West Virginia teachers went on strike for the longest period in state history. Teachers won a 5% pay raise from West Virginia lawmakers after shutting down schools across the state for nearly two weeks. Now, teachers elsewhere in the United States are set to follow the lead of West Virginians after what amounted to one of the largest and most successful strikes in recent U.S. history.

In Oklahoma, two of the state’s largest school districts — in Oklahoma City and Tulsa — expressed solidarity with their teachers unions who are demanding higher pay and investment in schools from state legislators. Oklahoma’s largest teachers union told state lawmakers they have until April 1 to raise teacher pay or face a statewide shutdown of schools. Oklahoma teachers are nearly the lowest paid in the country. Budget cuts have forced some schools to function only four days a week.

On Wednesday, teachers in Arizona wore red to school in a spontaneous, grassroots-organized #RedforEd event to raise awareness over low pay. Educators there are also considering a strike to push for higher wages and benefits.

Meanwhile, teachers in eight Kentucky counties are holding “walk-ins” Thursday to show opposition to Senate Bill 1, a state proposal to cut teacher retirement benefits to support the state’s ailing pension fund. In these demonstrations, teachers gather in the morning and march to work in solidarity.
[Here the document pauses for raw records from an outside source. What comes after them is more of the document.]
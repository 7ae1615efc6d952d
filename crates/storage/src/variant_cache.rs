//! Content-addressed cache of rendered variants.
//!
//! Keys are `routemap:{subject}:{discriminator}:{fingerprint}`. The subject
//! is the route id (or the raster id for thumbnails), the discriminator names
//! the artifact, and the fingerprint hashes every input that changes the
//! rendered pixels. Replacing a raster or a track therefore produces a new
//! key even before the old entries are invalidated.

use bytes::Bytes;
use sha2::{Digest, Sha256};
use std::fmt;
use std::sync::Arc;
use std::time::Duration;
use tracing::{debug, instrument};

use route_common::{Artifact, RouteResult};

use crate::cache::CacheStore;

const KEY_NAMESPACE: &str = "routemap";

/// Default lifetime of a rendered variant.
pub const VARIANT_TTL: Duration = Duration::from_secs(31 * 24 * 60 * 60);

/// Cache key for one artifact of one subject.
#[derive(Debug, Clone, PartialEq, Eq, Hash)]
pub struct VariantKey {
    pub subject: String,
    pub artifact: Artifact,
    pub fingerprint: String,
}

impl VariantKey {
    pub fn new(subject: impl Into<String>, artifact: Artifact, fingerprint: impl Into<String>) -> Self {
        Self {
            subject: subject.into(),
            artifact,
            fingerprint: fingerprint.into(),
        }
    }

    /// Prefix shared by every key of `subject`.
    pub fn subject_prefix(subject: &str) -> String {
        format!("{}:{}:", KEY_NAMESPACE, subject)
    }
}

impl fmt::Display for VariantKey {
    fn fmt(&self, f: &mut fmt::Formatter<'_>) -> fmt::Result {
        write!(
            f,
            "{}:{}:{}:{}",
            KEY_NAMESPACE,
            self.subject,
            self.artifact.discriminator(),
            self.fingerprint
        )
    }
}

/// First 16 hex characters of SHA-256 over the given parts.
///
/// Parts are length-prefixed so `["ab", "c"]` and `["a", "bc"]` differ.
pub fn fingerprint<I, P>(parts: I) -> String
where
    I: IntoIterator<Item = P>,
    P: AsRef<[u8]>,
{
    let mut hasher = Sha256::new();
    for part in parts {
        let part = part.as_ref();
        hasher.update((part.len() as u64).to_le_bytes());
        hasher.update(part);
    }
    let digest = hex::encode(hasher.finalize());
    digest[..16].to_string()
}

/// Variant cache over any [`CacheStore`].
///
/// Concurrent misses on the same key may both render; the last `put` wins.
#[derive(Clone)]
pub struct VariantCache {
    store: Arc<dyn CacheStore>,
    ttl: Duration,
}

impl VariantCache {
    pub fn new(store: Arc<dyn CacheStore>) -> Self {
        Self {
            store,
            ttl: VARIANT_TTL,
        }
    }

    pub fn with_ttl(mut self, ttl: Duration) -> Self {
        self.ttl = ttl;
        self
    }

    pub fn ttl(&self) -> Duration {
        self.ttl
    }

    #[instrument(skip(self), fields(key = %key))]
    pub async fn get(&self, key: &VariantKey) -> RouteResult<Option<Bytes>> {
        let hit = self.store.get(&key.to_string()).await?;
        debug!(hit = hit.is_some(), "Variant cache lookup");
        Ok(hit)
    }

    /// Store rendered bytes, overwriting any previous entry.
    pub async fn put(&self, key: &VariantKey, data: Bytes) -> RouteResult<()> {
        self.put_with_ttl(key, data, self.ttl).await
    }

    #[instrument(skip(self, data), fields(key = %key, size = data.len()))]
    pub async fn put_with_ttl(&self, key: &VariantKey, data: Bytes, ttl: Duration) -> RouteResult<()> {
        self.store.set(&key.to_string(), data, ttl).await
    }

    /// Drop every cached artifact of `subject`. Returns the number removed.
    #[instrument(skip(self))]
    pub async fn invalidate(&self, subject: &str) -> RouteResult<u64> {
        let removed = self
            .store
            .delete_prefix(&VariantKey::subject_prefix(subject))
            .await?;
        debug!(removed, "Invalidated subject");
        Ok(removed)
    }
}
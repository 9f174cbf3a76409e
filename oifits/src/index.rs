// Copyright 2018-2020 Peter Williams
// Licensed under the MIT License.

/*!
Name-based lookup of the tables that measurement tables refer to.

Measurement tables name the `OI_ARRAY`, `OI_WAVELENGTH`, and `OI_CORR`
tables they depend on through the `ARRNAME`, `INSNAME`, and `CORRNAME`
keywords. A [`NameIndex`] caches the position of each named table within
its container's sequence so that those references can be followed quickly.

The index is filled lazily. A query that misses the cache falls back to a
linear search of the sequence, and caches the result only if the search
succeeds. A search that fails leaves the index untouched and is reported as
a warning: dangling references are legal, if unfortunate.

*/

use oifits_core::notify::NotificationBackend;
use oifits_core::on_warning;
use std::collections::HashMap;

use crate::tables::NamedTable;

/// The kinds of table that can be referred to by name.
#[derive(Clone, Copy, Debug, PartialEq, Eq, Hash)]
pub enum IndexKind {
    /// `OI_ARRAY` tables, referred to by `ARRNAME`.
    Array,

    /// `OI_WAVELENGTH` tables, referred to by `INSNAME`.
    Wavelength,

    /// `OI_CORR` tables, referred to by `CORRNAME`.
    Corr,
}

impl IndexKind {
    /// The `EXTNAME` of tables of this kind.
    pub fn extname(self) -> &'static str {
        match self {
            IndexKind::Array => "OI_ARRAY",
            IndexKind::Wavelength => "OI_WAVELENGTH",
            IndexKind::Corr => "OI_CORR",
        }
    }

    /// The header keyword holding the name of a table of this kind.
    pub fn keyword(self) -> &'static str {
        match self {
            IndexKind::Array => "ARRNAME",
            IndexKind::Wavelength => "INSNAME",
            IndexKind::Corr => "CORRNAME",
        }
    }
}

/// Cached positions of named tables, one map per kind.
#[derive(Clone, Debug, Default)]
pub struct NameIndex {
    arrays: HashMap<String, usize>,
    wavelengths: HashMap<String, usize>,
    corrs: HashMap<String, usize>,
}

impl NameIndex {
    /// Create an empty index.
    pub fn new() -> Self {
        Self::default()
    }

    fn map(&self, kind: IndexKind) -> &HashMap<String, usize> {
        match kind {
            IndexKind::Array => &self.arrays,
            IndexKind::Wavelength => &self.wavelengths,
            IndexKind::Corr => &self.corrs,
        }
    }

    fn map_mut(&mut self, kind: IndexKind) -> &mut HashMap<String, usize> {
        match kind {
            IndexKind::Array => &mut self.arrays,
            IndexKind::Wavelength => &mut self.wavelengths,
            IndexKind::Corr => &mut self.corrs,
        }
    }

    /// Look up a cached position without searching.
    pub fn get(&self, kind: IndexKind, name: &str) -> Option<usize> {
        self.map(kind).get(name).copied()
    }

    /// Returns true if the name is cached for the given kind.
    pub fn contains(&self, kind: IndexKind, name: &str) -> bool {
        self.map(kind).contains_key(name)
    }

    /// The total number of cached names, across all kinds.
    pub fn len(&self) -> usize {
        self.arrays.len() + self.wavelengths.len() + self.corrs.len()
    }

    pub fn is_empty(&self) -> bool {
        self.len() == 0
    }

    /// Forget every cached position.
    pub fn clear(&mut self) {
        self.arrays.clear();
        self.wavelengths.clear();
        self.corrs.clear();
    }

    /// Find the position of the table named `name` within `tables`.
    ///
    /// The cache is consulted first. On a miss, `tables` is searched in
    /// order and the first match is cached. If nothing matches, a warning
    /// is emitted and the index is not modified. Empty names are never
    /// resolved.
    pub fn resolve<T: NamedTable>(
        &mut self,
        name: &str,
        tables: &[T],
        nb: &mut dyn NotificationBackend,
    ) -> Option<usize> {
        if name.is_empty() {
            return None;
        }

        if let Some(pos) = self.get(T::KIND, name) {
            return Some(pos);
        }

        match tables.iter().position(|t| t.name() == name) {
            Some(pos) => {
                self.map_mut(T::KIND).insert(name.to_owned(), pos);
                Some(pos)
            }

            None => {
                on_warning!(
                    nb,
                    "missing {} with {}={}",
                    T::KIND.extname(),
                    T::KIND.keyword(),
                    name
                );
                None
            }
        }
    }
}

#[cfg(test)]
mod tests {
    use super::*;
    use crate::tables::array::ArrayTable;
    use oifits_core::notify::{BufferingNotificationBackend, NotificationKind};

    #[test]
    fn miss_warns_without_caching() {
        let arrays = vec![ArrayTable::new("VLTI"), ArrayTable::new("CHARA")];
        let mut index = NameIndex::new();
        let mut nb = BufferingNotificationBackend::new();

        assert_eq!(index.resolve("NPOI", &arrays, &mut nb), None);
        assert!(index.is_empty());

        let msgs: Vec<_> = nb.messages().collect();
        assert_eq!(
            msgs,
            vec![(NotificationKind::Warning, "missing OI_ARRAY with ARRNAME=NPOI")]
        );
    }

    #[test]
    fn hit_is_cached() {
        let arrays = vec![ArrayTable::new("VLTI"), ArrayTable::new("CHARA")];
        let mut index = NameIndex::new();
        let mut nb = BufferingNotificationBackend::new();

        assert_eq!(index.resolve("CHARA", &arrays, &mut nb), Some(1));
        assert!(index.contains(IndexKind::Array, "CHARA"));
        assert!(!index.contains(IndexKind::Wavelength, "CHARA"));
        assert_eq!(index.resolve("CHARA", &arrays, &mut nb), Some(1));
        assert_eq!(index.len(), 1);
        assert!(nb.is_empty());
    }

    #[test]
    fn empty_names_are_ignored() {
        let arrays = vec![ArrayTable::new("")];
        let mut index = NameIndex::new();
        let mut nb = BufferingNotificationBackend::new();

        assert_eq!(index.resolve("", &arrays, &mut nb), None);
        assert!(index.is_empty());
        assert!(nb.is_empty());
    }
}
// Copyright 2018-2020 Peter Williams
// Licensed under the MIT License.

//! The `OI_WAVELENGTH` table: the spectral channels of an instrument setup.

use ndarray::{Array1, ArrayView1, ArrayViewMut1};
use oifits_fits::{BinTable, Column, ColumnData};

use super::{new_bintable, read_required_keyword, read_revision, set_text, NamedTable, OiTable};
use crate::errors::{OifitsError, Result};
use crate::index::IndexKind;

/// An `OI_WAVELENGTH` table. Wavelengths and bandwidths are in metres.
#[derive(Clone, Debug, PartialEq)]
pub struct WavelengthTable {
    pub revision: i32,
    pub insname: String,
    eff_wave: Array1<f32>,
    eff_band: Array1<f32>,
}

impl WavelengthTable {
    /// Create a table from per-channel effective wavelengths and
    /// bandwidths, which must have the same length.
    pub fn new<S: Into<String>>(
        insname: S,
        eff_wave: Vec<f32>,
        eff_band: Vec<f32>,
    ) -> Result<Self> {
        if eff_wave.len() != eff_band.len() {
            return Err(OifitsError::LengthMismatch {
                column: "EFF_BAND",
                expected: eff_wave.len(),
                actual: eff_band.len(),
            });
        }

        Ok(WavelengthTable {
            revision: Self::CURRENT_REVISION,
            insname: insname.into(),
            eff_wave: Array1::from(eff_wave),
            eff_band: Array1::from(eff_band),
        })
    }

    /// The number of spectral channels.
    pub fn nwave(&self) -> usize {
        self.eff_wave.len()
    }

    pub fn eff_wave(&self) -> ArrayView1<'_, f32> {
        self.eff_wave.view()
    }

    pub fn eff_wave_mut(&mut self) -> ArrayViewMut1<'_, f32> {
        self.eff_wave.view_mut()
    }

    pub fn eff_band(&self) -> ArrayView1<'_, f32> {
        self.eff_band.view()
    }

    pub fn eff_band_mut(&mut self) -> ArrayViewMut1<'_, f32> {
        self.eff_band.view_mut()
    }

    /// The shortest effective wavelength, or `None` if there are no channels.
    pub fn min_wavelength(&self) -> Option<f32> {
        self.eff_wave.iter().cloned().reduce(f32::min)
    }

    /// The longest effective wavelength, or `None` if there are no channels.
    pub fn max_wavelength(&self) -> Option<f32> {
        self.eff_wave.iter().cloned().reduce(f32::max)
    }
}

impl OiTable for WavelengthTable {
    const EXTNAME: &'static str = "OI_WAVELENGTH";
    const CURRENT_REVISION: i32 = 2;

    fn revision(&self) -> i32 {
        self.revision
    }

    fn to_bintable(&self, extver: i32) -> Result<BinTable> {
        let mut t = new_bintable::<Self>(self.revision, extver, self.nwave());
        set_text(&mut t, "INSNAME", &self.insname);
        t.push_column(
            Column::new("EFF_WAVE", 1, ColumnData::Float32(self.eff_wave.to_vec())).with_unit("m"),
        )?;
        t.push_column(
            Column::new("EFF_BAND", 1, ColumnData::Float32(self.eff_band.to_vec())).with_unit("m"),
        )?;
        Ok(t)
    }

    fn from_bintable(table: &BinTable) -> Result<Self> {
        let mut w = WavelengthTable::new(
            read_required_keyword(table, "INSNAME")?,
            table.column("EFF_WAVE")?.to_f32_vec()?,
            table.column("EFF_BAND")?.to_f32_vec()?,
        )?;
        w.revision = read_revision(table)?;
        Ok(w)
    }
}

impl NamedTable for WavelengthTable {
    const KIND: IndexKind = IndexKind::Wavelength;

    fn name(&self) -> &str {
        &self.insname
    }
}

#[cfg(test)]
mod tests {
    use super::*;

    #[test]
    fn extremes() {
        let w = WavelengthTable::new("X", vec![2.2e-6, 1.6e-6, 2.0e-6], vec![1e-8; 3]).unwrap();
        assert_eq!(w.nwave(), 3);
        assert_eq!(w.min_wavelength(), Some(1.6e-6));
        assert_eq!(w.max_wavelength(), Some(2.2e-6));

        assert!(WavelengthTable::new("X", vec![1e-6], vec![]).is_err());
        let empty = WavelengthTable::new("X", vec![], vec![]).unwrap();
        assert_eq!(empty.min_wavelength(), None);
    }
}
West Virginia teachers are not the only ones who have recently used organizing to win concessions at the bargaining table. At the end of February, teachers in Pittsburgh used the threat of a strike to push for better salaries and health care benefits. And in St. Paul, Minnesota, a strike date set by the teachers forced a favorable union contract in February.

These threats of increased organizing come as union power has reached one of its lowest points in the past 100 years. 2017 was the second-lowest year for strikes of 1,000 or more workers since tracking began in 1947. The number of Americans in a union is nearly half of what it was in 1980. And 34% of public sector employees are unionized, compared to just 6% in the private sector, making strikes by teachers unions one of the last impactful ways unions can exert power over decision-makers.

Today’s question: What is the role of unions in today’s political environment?

Please email us at trumpsamerica@mic.com with your thoughts.

Thursday in Trump’s America:

Trump eyes Mueller: The New York Times reported President Donald Trump has asked witnesses about their testimony with special counsel Robert Mueller, again showing the former’s willingness to meddle in the investigation.

Restraining order: Trump attorney Michael Cohen secretly sought a restraining order last week against porn actress Stormy Daniels to prevent her from speaking publicly. Daniels alleged earlier this week she can speak publicly about an alleged affair she had with Trump in 2005. She also said she has texts and photos to prove it.

Tariffs: Trump’s plan to announce tariffs on steel and aluminum imports have been delayed, NBC News reported, as details of the tariffs are not yet final. While praising the tariffs publicly, Vice President Mike Pence has been pushing the president behind the scenes to scale back their impact. The plan Trump was set to announce Thursday reportedly would have exempted Canada and Mexico from tariffs.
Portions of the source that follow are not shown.